Sous ces grâces du langage, sous ces poétiques ornements, l’œuvre conçue dans un ordre d’idées élevées et graves développe un habile enchaînement de méditations profondes. Un sentiment honorable avait porté M. de Saint-Priest à l’entreprendre. Des lieux où il était retenu loin de son pays par les fonctions diplomatiques, il contemplait sans distraction les agitations qui succédaient en France au terrible ébranlement de 1830 et précédaient d’autres orages menaçant l’avenir. Peu après qu’il eut vu précipiter du trône les aînés de la plus noble et de la plus ancienne des maisons royales de l’Europe, et presque à la veille du jour où la république devait être proclamée, il pressentait que les atteintes meurtrières dont le roi de la monarchie nouvelle était assailli seraient bientôt dirigées sur le cœur même de la société. Justement inquiet des destinées de la patrie, croyant à la nécessité de l’ordre monarchique pour une nation parvenue à un grand développement de population, d’intelligence et de richesse, il se demande si l’étude de la civilisation, de ses commencements, de ses progrès, et des révolutions qu’elle a subies dans tous les États et dans tous les siècles connus, ne mettrait pas en évidence quelque loi générale, éprouvée, nécessaire à la sécurité des peuples comme à la stabilité de leurs gouvernements. L’institution royale lui apparaît comme le plus ancien, le plus combattu, mais le plus persistant de tous les établissements humains.
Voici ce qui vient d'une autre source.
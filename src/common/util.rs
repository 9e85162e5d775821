//! Small utilities shared across services

use std::time::{SystemTime, UNIX_EPOCH};

/// Current Unix timestamp, milliseconds.
pub fn timestamp_now_millis() -> u64 {
    SystemTime::now()
        .duration_since(UNIX_EPOCH)
        .unwrap_or_default()
        .as_millis() as u64
}

/// Retry with a fixed delay between attempts.
///
/// Used for lookups that race an eventual registration, e.g. resolving a
/// server id the discovery registry has not seen yet.
pub async fn retry_fixed<F, Fut, T>(
    mut f: F,
    max_retries: usize,
    delay: std::time::Duration,
) -> crate::Result<T>
where
    F: FnMut() -> Fut,
    Fut: std::future::Future<Output = crate::Result<T>>,
{
    let mut last_err = None;

    for attempt in 0..max_retries {
        match f().await {
            Ok(result) => return Ok(result),
            Err(e) if e.is_retryable() && attempt + 1 < max_retries => {
                tracing::debug!(
                    "Attempt {} failed: {}, retrying in {:?}",
                    attempt + 1,
                    e,
                    delay
                );
                tokio::time::sleep(delay).await;
            }
            Err(e) => last_err = Some(e),
        }

        if last_err.is_some() {
            break;
        }
    }

    Err(last_err.unwrap_or_else(|| crate::Error::Internal("Max retries exceeded".into())))
}
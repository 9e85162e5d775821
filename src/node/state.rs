//! Node state machine
//!
//! The state is a single atomic word; every transition is a checked
//! compare-and-set from an expected current state. The legal edges live in
//! one transition table so an illegal request fails at the CAS site without
//! mutating anything.

use crate::common::types::NodeState;
use crate::{Error, Result};
use std::sync::atomic::{AtomicU8, Ordering};

fn encode(state: NodeState) -> u8 {
    use NodeState::*;
    match state {
        Init => 0,
        Running => 1,
        MovePreparing => 2,
        MovePrepared => 3,
        MoveProcessing => 4,
        MoveProcessed => 5,
        MoveApplying => 6,
        MoveRollingBack => 7,
        RearrangePreparing => 8,
        RearrangePrepared => 9,
        RearrangeProcessing => 10,
        RearrangeProcessed => 11,
        RearrangeApplying => 12,
        RearrangeRollingBack => 13,
        Dead => 14,
    }
}

fn decode(raw: u8) -> NodeState {
    use NodeState::*;
    match raw {
        0 => Init,
        1 => Running,
        2 => MovePreparing,
        3 => MovePrepared,
        4 => MoveProcessing,
        5 => MoveProcessed,
        6 => MoveApplying,
        7 => MoveRollingBack,
        8 => RearrangePreparing,
        9 => RearrangePrepared,
        10 => RearrangeProcessing,
        11 => RearrangeProcessed,
        12 => RearrangeApplying,
        13 => RearrangeRollingBack,
        _ => Dead,
    }
}

/// States a node may move to from `from`. `Dead` is terminal; `Applying`
/// has no rollback edge.
pub fn allowed_transitions(from: NodeState) -> &'static [NodeState] {
    use NodeState::*;
    match from {
        Init => &[Running],
        Running => &[MovePreparing, RearrangePreparing],
        MovePreparing => &[MovePrepared, MoveRollingBack],
        MovePrepared => &[MoveProcessing, MoveRollingBack],
        MoveProcessing => &[MoveProcessed, MoveRollingBack],
        MoveProcessed => &[MoveApplying, MoveRollingBack],
        MoveApplying => &[Running, Dead],
        MoveRollingBack => &[Running],
        RearrangePreparing => &[RearrangePrepared, RearrangeRollingBack],
        RearrangePrepared => &[RearrangeProcessing, RearrangeRollingBack],
        RearrangeProcessing => &[RearrangeProcessed, RearrangeRollingBack],
        RearrangeProcessed => &[RearrangeApplying, RearrangeRollingBack],
        RearrangeApplying => &[Running, Dead],
        RearrangeRollingBack => &[Running],
        Dead => &[],
    }
}

/// Atomic holder for the node state.
pub struct AtomicState {
    raw: AtomicU8,
}

impl AtomicState {
    pub fn new(state: NodeState) -> Self {
        Self {
            raw: AtomicU8::new(encode(state)),
        }
    }

    pub fn get(&self) -> NodeState {
        decode(self.raw.load(Ordering::SeqCst))
    }

    /// Transition `from -> to`. Fails without mutating if the edge is not in
    /// the table or the current state is not `from`.
    pub fn transition(&self, from: NodeState, to: NodeState) -> Result<()> {
        if !allowed_transitions(from).contains(&to) {
            return Err(Error::StateTransition(format!(
                "{} -> {} is not a legal transition",
                from, to
            )));
        }

        self.raw
            .compare_exchange(encode(from), encode(to), Ordering::SeqCst, Ordering::SeqCst)
            .map(|_| ())
            .map_err(|actual| {
                Error::StateTransition(format!(
                    "Could not change state {} -> {}, actual state was {}",
                    from,
                    to,
                    decode(actual)
                ))
            })
    }

    /// Transition to `to` from the first matching state in `from_any`.
    pub fn transition_any(&self, from_any: &[NodeState], to: NodeState) -> Result<()> {
        for from in from_any {
            if self.transition(*from, to).is_ok() {
                return Ok(());
            }
        }

        Err(Error::StateTransition(format!(
            "Could not change state {:?} -> {}, actual state was {}",
            from_any,
            to,
            self.get()
        )))
    }

    /// Unconditional drop into `Dead`, the terminal state.
    pub fn force_dead(&self) {
        self.raw.store(encode(NodeState::Dead), Ordering::SeqCst);
    }
}

#[cfg(test)]
mod tests {
    use super::*;
    use crate::common::types::Action;

    #[test]
    fn test_codec_roundtrip() {
        use NodeState::*;
        for state in [
            Init,
            Running,
            MovePreparing,
            MovePrepared,
            MoveProcessing,
            MoveProcessed,
            MoveApplying,
            MoveRollingBack,
            RearrangePreparing,
            RearrangePrepared,
            RearrangeProcessing,
            RearrangeProcessed,
            RearrangeApplying,
            RearrangeRollingBack,
            Dead,
        ] {
            assert_eq!(decode(encode(state)), state);
        }
    }

    #[test]
    fn test_success_path() {
        for action in [Action::MoveShards, Action::RearrangeShards] {
            let state = AtomicState::new(NodeState::Init);
            state.transition(NodeState::Init, NodeState::Running).unwrap();
            state
                .transition(NodeState::Running, NodeState::preparing(action))
                .unwrap();
            state
                .transition(NodeState::preparing(action), NodeState::prepared(action))
                .unwrap();
            state
                .transition(NodeState::prepared(action), NodeState::processing(action))
                .unwrap();
            state
                .transition(NodeState::processing(action), NodeState::processed(action))
                .unwrap();
            state
                .transition(NodeState::processed(action), NodeState::applying(action))
                .unwrap();
            state
                .transition(NodeState::applying(action), NodeState::Running)
                .unwrap();
            assert_eq!(state.get(), NodeState::Running);
        }
    }

    #[test]
    fn test_wrong_current_state_fails_without_mutation() {
        let state = AtomicState::new(NodeState::Running);
        let err = state
            .transition(NodeState::MovePrepared, NodeState::MoveProcessing)
            .unwrap_err();
        assert!(matches!(err, Error::StateTransition(_)));
        assert_eq!(state.get(), NodeState::Running);
    }

    #[test]
    fn test_illegal_edge_rejected() {
        // Skipping phases is not allowed even from the right current state.
        let state = AtomicState::new(NodeState::MovePreparing);
        assert!(state
            .transition(NodeState::MovePreparing, NodeState::MoveApplying)
            .is_err());
        assert_eq!(state.get(), NodeState::MovePreparing);
    }

    #[test]
    fn test_applying_has_no_rollback_edge() {
        for action in [Action::MoveShards, Action::RearrangeShards] {
            let state = AtomicState::new(NodeState::applying(action));
            assert!(state
                .transition(NodeState::applying(action), NodeState::rolling_back(action))
                .is_err());
        }
    }

    #[test]
    fn test_dead_is_terminal() {
        let state = AtomicState::new(NodeState::Dead);
        assert!(state.transition(NodeState::Dead, NodeState::Running).is_err());
        assert!(allowed_transitions(NodeState::Dead).is_empty());
    }

    #[test]
    fn test_rollback_from_any_phase() {
        use NodeState::*;
        for from in [MovePreparing, MovePrepared, MoveProcessing, MoveProcessed] {
            let state = AtomicState::new(from);
            state
                .transition_any(
                    &[MovePreparing, MovePrepared, MoveProcessing, MoveProcessed],
                    MoveRollingBack,
                )
                .unwrap();
            assert_eq!(state.get(), MoveRollingBack);
        }
    }
}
M. Guizot avait dit : « C’est pour n’avoir pas considéré l’institution de la royauté dans toute son étendue, pour n’avoir pas, d’une part, pénétré jusqu’à son principe propre et constant, à ce qui fait son essence, et subsiste quelles que soient les circonstances auxquelles elle s’applique, et, de l’autre, pour n’avoir pas tenu compte de toutes les variations auxquelles elle se prête, de tous les principes avec lesquels elle peut entrer en alliance ; c’est pour n’avoir pas considéré la royauté sous ce double et vaste point de vue, qu’on n’a pas toujours bien compris son rôle dans l’histoire du monde, qu’on s’est souvent trompé sur sa nature et ses effets. »
M. de Saint-Priest a voulu combler cette lacune.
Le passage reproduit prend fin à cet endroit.